Second, the Tribunal finds it implausible that the PA and/or SLFP supporters who purportedly threatened the applicant not to continue his support to the UNP three weeks prior to the elections would wait until July 2007 – around three years later – to threaten the applicant again, and the third time in November 2011; around seven years after the election. At hearing the applicant speculated that perhaps those people from [City 1], having searched for him for a long time, only found him after around three years. The Tribunal does not find this explanation persuasive, and notes that on the applicant’s own evidence he and his family did not move away from the Colombo area until August 2007, after the alleged visit in July 2007.

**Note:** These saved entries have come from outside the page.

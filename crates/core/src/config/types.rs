use serde::{Deserialize, Serialize};
use std::collections::BTreeMap;
use std::path::PathBuf;
use std::time::Duration;

use crate::run::SequencerSource;
use crate::storage::StorageTechnology;

/// Root configuration
#[derive(Debug, Clone, Default, Deserialize, Serialize)]
pub struct Config {
    #[serde(default)]
    pub daemon: DaemonConfig,
    #[serde(default)]
    pub logging: LoggingConfig,
    /// Recipes to run each cycle, in declaration order.
    #[serde(default, rename = "recipe")]
    pub recipes: Vec<RecipeConfig>,
}

/// Daemon process configuration
#[derive(Debug, Clone, Deserialize, Serialize)]
pub struct DaemonConfig {
    /// Directory holding the lock file, step ledgers and the audit journal.
    #[serde(default = "default_var_dir")]
    pub var_dir: PathBuf,
    /// Execution lock path. Defaults to `<var_dir>/flowline.lock`.
    #[serde(default)]
    pub lock_file: Option<PathBuf>,
    /// Seconds between processing cycles.
    #[serde(default = "default_poll_interval_secs")]
    pub poll_interval_secs: u64,
    /// Run a single cycle and exit instead of polling.
    #[serde(default)]
    pub run_once: bool,
    /// Consecutive lock acquisition failures tolerated before the daemon
    /// gives up. 0 means never give up.
    #[serde(default = "default_max_consecutive_lock_failures")]
    pub max_consecutive_lock_failures: u32,
    /// Capacity of the audit event channel.
    #[serde(default = "default_audit_buffer")]
    pub audit_buffer: usize,
}

impl DaemonConfig {
    /// Effective lock file path.
    pub fn lock_path(&self) -> PathBuf {
        match &self.lock_file {
            Some(path) => path.clone(),
            None => self.var_dir.join("flowline.lock"),
        }
    }

    /// Path of the SQLite audit journal.
    pub fn audit_db_path(&self) -> PathBuf {
        self.var_dir.join("audit.db")
    }

    pub fn poll_interval(&self) -> Duration {
        Duration::from_secs(self.poll_interval_secs)
    }
}

impl Default for DaemonConfig {
    fn default() -> Self {
        Self {
            var_dir: default_var_dir(),
            lock_file: None,
            poll_interval_secs: default_poll_interval_secs(),
            run_once: false,
            max_consecutive_lock_failures: default_max_consecutive_lock_failures(),
            audit_buffer: default_audit_buffer(),
        }
    }
}

fn default_var_dir() -> PathBuf {
    PathBuf::from("/var/lib/flowline")
}

fn default_poll_interval_secs() -> u64 {
    1800
}

fn default_max_consecutive_lock_failures() -> u32 {
    5
}

fn default_audit_buffer() -> usize {
    1000
}

/// Logging configuration
#[derive(Debug, Clone, Deserialize, Serialize)]
pub struct LoggingConfig {
    /// Tracing filter directive, e.g. "info" or "flowline_core=debug".
    #[serde(default = "default_log_filter")]
    pub filter: String,
    /// Emit JSON lines instead of human-readable output.
    #[serde(default)]
    pub json: bool,
}

impl Default for LoggingConfig {
    fn default() -> Self {
        Self {
            filter: default_log_filter(),
            json: false,
        }
    }
}

fn default_log_filter() -> String {
    "info".to_string()
}

/// One recipe: storages, discovery providers and processing steps.
#[derive(Debug, Clone, Deserialize, Serialize)]
pub struct RecipeConfig {
    /// Unique recipe name, used in ledger file names and audit events.
    pub name: String,
    /// Free-text description of the pipeline.
    #[serde(default)]
    pub description: String,
    #[serde(default, rename = "storage")]
    pub storages: Vec<StorageConfig>,
    #[serde(default, rename = "provider")]
    pub providers: Vec<ProviderConfig>,
    #[serde(default, rename = "step")]
    pub steps: Vec<StepConfig>,
}

/// A named storage declaration.
///
/// `roots` is a colon-separated list of directories. A single root keeps
/// the declared name; multiple roots expand into `<name>1`, `<name>2`, ...
/// with one storage per root.
#[derive(Debug, Clone, Deserialize, Serialize)]
pub struct StorageConfig {
    pub name: String,
    pub roots: String,
    #[serde(default)]
    pub technology: StorageTechnology,
    /// Instrument writing into this storage, when known.
    #[serde(default)]
    pub sequencer: Option<SequencerSource>,
}

impl StorageConfig {
    /// Non-empty root segments of the colon-separated `roots` list.
    pub fn root_segments(&self) -> Vec<&str> {
        self.roots
            .split(':')
            .map(str::trim)
            .filter(|s| !s.is_empty())
            .collect()
    }
}

/// Binds a discovery provider to a declared storage.
#[derive(Debug, Clone, Deserialize, Serialize)]
pub struct ProviderConfig {
    /// Provider name in the discovery registry, e.g. "illumina_bcl".
    pub name: String,
    /// Name of a storage declared in the same recipe.
    pub storage: String,
    /// Include runs still being written by the instrument.
    #[serde(default)]
    pub scan_in_progress: bool,
}

/// One processing step of a recipe.
#[derive(Debug, Clone, Deserialize, Serialize)]
pub struct StepConfig {
    /// Unique step name within the recipe.
    pub name: String,
    /// Processor name in the processor registry, e.g. "rsync".
    pub processor: String,
    /// Single-root storage receiving the step output.
    pub output_storage: String,
    /// Run configuration resolver ("empty" or "illumina_samplesheet").
    #[serde(default = "default_resolver")]
    pub resolver: String,
    /// Template for the output run id; the input id when absent.
    #[serde(default)]
    pub run_id_template: Option<String>,
    /// Sample sheet lookup (required when resolver = "illumina_samplesheet").
    #[serde(default)]
    pub samplesheet: Option<SampleSheetConfig>,
    /// Free-form step configuration merged into every resolved run
    /// configuration.
    #[serde(default)]
    pub conf: BTreeMap<String, String>,
}

fn default_resolver() -> String {
    "empty".to_string()
}

/// Where the sample sheet resolver looks for sheets.
#[derive(Debug, Clone, Deserialize, Serialize)]
pub struct SampleSheetConfig {
    /// Directory holding per-run sample sheets.
    pub dir: PathBuf,
    /// File name prefix (default "design").
    #[serde(default)]
    pub prefix: Option<String>,
    /// File extension without the dot (default "csv").
    #[serde(default)]
    pub extension: Option<String>,
    /// Check the run directory itself before the sheet directory.
    #[serde(default)]
    pub search_run_dir_first: Option<bool>,
}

Third, the Tribunal notes that according to the applicant’s oral evidence his (now adult) children have lived in the Colombo area since early 2010 yet the applicant has not claimed that they were ever approached by PA or SLFP supporters looking for their father, or experienced any problems as a result of their father’s support to the UNP leading up to the 2004 elections, which indicates that he was not of ongoing adverse interest. At hearing the applicant claimed that[one of his children], who joined the army in [2012], was refused entry to an army training camp when [he/she] returned from leave about a year after the applicant came to Australia - he suspects because of his political activities. The Tribunal is willing to accept that the applicant’s [child] may have been turned away from the army in the manner described; however there is nothing to indicate – apart from the applicant’s speculation – that the army did so because of the applicant’s claimed involvement in elections supporting the UNP in 2004, almost nine years prior. At the hearing the applicant said in Sri Lanka even on the day of the election people are killed on the spot, without any reason, and that the rules are different, especially when orders come from top officers. The representative stated at hearing that there is no objective information about why the army treated the applicant’s [child] that way, but noted country information suggests a lack of governance within the security forces (referring in particular to a Transparency International 2014 report as detailed in his written submission). In his written submission the Tribunal received after the hearing the representative asserts that this supports the claim that the applicant’s [child] did not receive an explanation for [his/her] treatment and submits that, in the absence of any other known reasons, it is open for the Tribunal to conclude that [he/she] was discriminated against due to the applicant’s profile with the authorities. The Tribunal accepts that there are transparency and accountability concerns in relation to the security forces in Sri Lanka, but considers it speculative only that the applicant’s [child]’s rejection by the army was linked to the applicant’s political opinion (actual or perceived) or past political activities or profile.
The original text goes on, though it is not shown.